The traditional "flacks v hacks" debate has opened up again on several fronts recently. When I say debate, it’s usually been a bit one-sided: some journalists blame the ills of the world on PRs who take it and offer the other the cheek.

Phil Gomes of Edelman sums up the traditional put-the-boot in reflex when it comes to talking about by PR in a post here. He sees the tactic being adopted by bloggers wanting to have a whinge and points the finger at the likes of Tom Foremski and Bill Holstein as prime examples. Mr Gomes puts it thus:

Beating up on PR people is a nice, easy target.
Journalists are in a fairly safe position to do this because any real
retaliation from the flack would be a severely career-limiting move…. 
Honestly…
Every quarter or so, you get the old, rehashed complaints about the field’s
worst practitioners.
 

He’s right. But now PRs are beginning to want to assert their own views via blogs. Witness the "self-policing" of the Bad Pitch blog, the outing of bad journo behaviour on the Bad Hack blog (where you can also see an exchange in the wake of Gary Flood’s bad-PRs-are -all-bunnies article in the first issue of PR Business).

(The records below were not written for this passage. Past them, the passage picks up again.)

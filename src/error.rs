use crate::types::Coordinate;

/// Errors reported by the geodesy operations
#[derive(Debug, Clone, PartialEq, thiserror::Error)]
pub enum Error {
    #[error("Invalid coordinate ({lat}, {lon}): latitude must be within [-90, 90] and longitude within [-180, 180]")]
    InvalidCoordinate { lat: f64, lon: f64 },

    #[error("Invalid point count {0}: a path needs at least 2 points")]
    InvalidPointCount(usize),

    /// Antipodal endpoints are joined by infinitely many great circles
    #[error("No unique great circle between antipodal points {from} and {to}")]
    DegenerateGreatCircle { from: Coordinate, to: Coordinate },

    #[error("Invalid sphere radius {0} km (must be finite and positive)")]
    InvalidRadius(f64),

    #[error("Non-finite {what}: {value}")]
    NonFinite { what: &'static str, value: f64 },
}

pub type Result<T> = std::result::Result<T, Error>;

Slightly more high profile has been the spat between national journos and Julia Hobsbawm’s Editorial Intelligence (EI). The cause – a rash of resignations from the board of EI by journalists – has  generated some 8,000 words of copy in the nationals over the past week and an opportunity for the likes of "Odd" Rod Liddle, as Wikipedia says he is known, to put his boot in yet again to flacks and lackeys they loathe so much. Liddle, apparently (according the Wikipedia, so you’ll want to fact-check that;-)) famous for calling Geordies "monkeys and morons" and other gaffes, calls PR a "parasitic profession".

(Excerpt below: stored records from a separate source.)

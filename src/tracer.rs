use std::collections::HashSet;

use itertools::Itertools;

use crate::element::{Face, Interaction};
use crate::heading::Heading;
use crate::lattice::Lattice;
use crate::location::Location;

/// A single ray in flight: where it is and where it is headed.
///
/// Source rays are plain values; a [`Tracer`] copies them and never mutates
/// the originals, so the same slice of sources can seed any number of runs.
#[derive(Copy, Clone, Debug, Eq, PartialEq, Hash)]
pub struct Ray {
    /// Current lattice coordinate.
    pub position: Location,
    /// Travel direction.
    pub heading: Heading,
}

impl Ray {
    /// A ray at `position` traveling along `heading`.
    pub fn new(position: Location, heading: Heading) -> Self {
        Self { position, heading }
    }

    fn advanced(self) -> Self {
        Self {
            position: self.heading.attempt_from(self.position),
            heading: self.heading,
        }
    }
}

/// Everything one simulation run observed.
#[derive(Clone, Debug, Default, Eq, PartialEq)]
pub struct TraceReport {
    /// Target coordinates some ray passed through.
    pub hits: HashSet<Location>,
    /// Whether any ray re-entered a previously seen state and was cut to
    /// keep the run finite. A candidate is judged on `hits` alone; this flag
    /// is informational and deterministic for a given configuration.
    pub cycle_detected: bool,
}

impl TraceReport {
    /// True iff every coordinate in `targets` was hit.
    pub fn covers(&self, targets: &HashSet<Location>) -> bool {
        targets.iter().all(|target| self.hits.contains(target))
    }
}

/// Propagates a set of source rays through a lattice to completion.
///
/// Borrows the lattice immutably for exactly one run, so tracing can never
/// observe a half-mutated board and repeated runs with the same inputs
/// yield the same report.
pub struct Tracer<'a> {
    lattice: &'a Lattice,
    seen: HashSet<Ray>,
    report: TraceReport,
}

impl<'a> From<&'a Lattice> for Tracer<'a> {
    fn from(lattice: &'a Lattice) -> Self {
        Self {
            lattice,
            seen: HashSet::new(),
            report: TraceReport::default(),
        }
    }
}

impl Tracer<'_> {
    /// Run the simulation from `sources` until no ray remains in flight and
    /// report the targets hit.
    ///
    /// Every ray either exits the lattice, is absorbed, or is cut upon
    /// revisiting a `(position, heading)` state already produced this run;
    /// the finite state space guarantees termination even across closed
    /// reflective loops.
    pub fn run(mut self, sources: &[Ray]) -> TraceReport {
        let mut frontier = Vec::with_capacity(sources.len());
        // a source may start against a face; resolve before any movement
        for source in sources.iter().copied().unique() {
            self.settle(source, &mut frontier);
        }

        while !frontier.is_empty() {
            let mut next = Vec::with_capacity(frontier.len());
            for ray in frontier {
                let ray = ray.advanced();
                if !self.lattice.is_inside(ray.position) {
                    continue;
                }

                if self.lattice.is_target(ray.position) {
                    // observational: the ray keeps going
                    self.report.hits.insert(ray.position);
                }

                self.settle(ray, &mut next);
            }
            frontier = next;
        }

        self.report
    }

    /// Resolve the interaction at `ray`'s position, if its heading runs it
    /// into an adjacent block, and enqueue whatever emerges.
    fn settle(&mut self, ray: Ray, frontier: &mut Vec<Ray>) {
        let struck = Face::of(ray.position).and_then(|face| {
            let (dx, dy) = ray.heading.components();
            let ahead = match face {
                Face::Vertical => ray.position.offset_by((dx, 0)),
                Face::Horizontal => ray.position.offset_by((0, dy)),
            };
            self.lattice.occupant(ahead).map(|kind| (face, kind))
        });

        match struck {
            None => self.enqueue(ray, frontier),
            Some((face, kind)) => match kind.interact(face, ray.heading) {
                Interaction::Absorb => {}
                Interaction::Deflect(heading) => self.enqueue(Ray { heading, ..ray }, frontier),
                Interaction::Split(through, reflected) => {
                    self.enqueue(Ray { heading: through, ..ray }, frontier);
                    self.enqueue(Ray { heading: reflected, ..ray }, frontier);
                }
            },
        }
    }

    fn enqueue(&mut self, ray: Ray, frontier: &mut Vec<Ray>) {
        if self.seen.insert(ray) {
            frontier.push(ray);
        } else {
            log::trace!("cut ray revisiting {:?} heading {:?}", ray.position, ray.heading);
            self.report.cycle_detected = true;
        }
    }
}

Yes, this is a blog, so I can voice my genuine ire here. I’ve given
myself a couple of days to calm down but it still makes me angry. The constant attacks by certain journos
gets to me sometimes – I don’t lie, I don’t bribe, I don’t corrupt and I’m happy with my trade:
helping people and organisations to communicate effectively. It’s only
these people who don’t even understand the job I do that feel they have
the right to make feel dirty about my living, as if it were something
shameful to be doing.

I was delighted today, though, to read Peter Preston’s column in the Observer Business & Media section today, where he point-by-point puts his freaked-out, foaming-mouthed colleagues back in their box, reminding them that there are PRs who promote their publications, their profiles and their books when they write them, and that a vault over the fence into PR is very much a not-uncommon career move for a lot of journos.

Please do read the whole thing here, but I’ll quote this choice section from his summing up:

There isn’t a thick black line of probity here; more 1,000 thin grey
lines of reality and duty and obligation that are surely better
discussed out in the open rather than drawn in silence or decked in
simplistic moralising. Forget the story of gallant journalists taking
on spin doctors in some ultimate battle of good and evil. It is
self-serving and self-deluding garbage. It pretends that one lunch at
the Ivy obliterates independence, that crusaders’ swords turn cardboard
at the sight of a free drink, that one quote from Liddle settles all
arguments. It forgets the unobtrusive inquiry or prompt that helps
secure stories in every paper. It is brain dead, and suffocatingly
pompous to boot: a parody of the real world that journalists and their
readers need to understand better. In that world, there are mostly
deadlines, not weeks in Tobago. In that world, the unpleasant pong is
probably only shibboleths left to rot too long.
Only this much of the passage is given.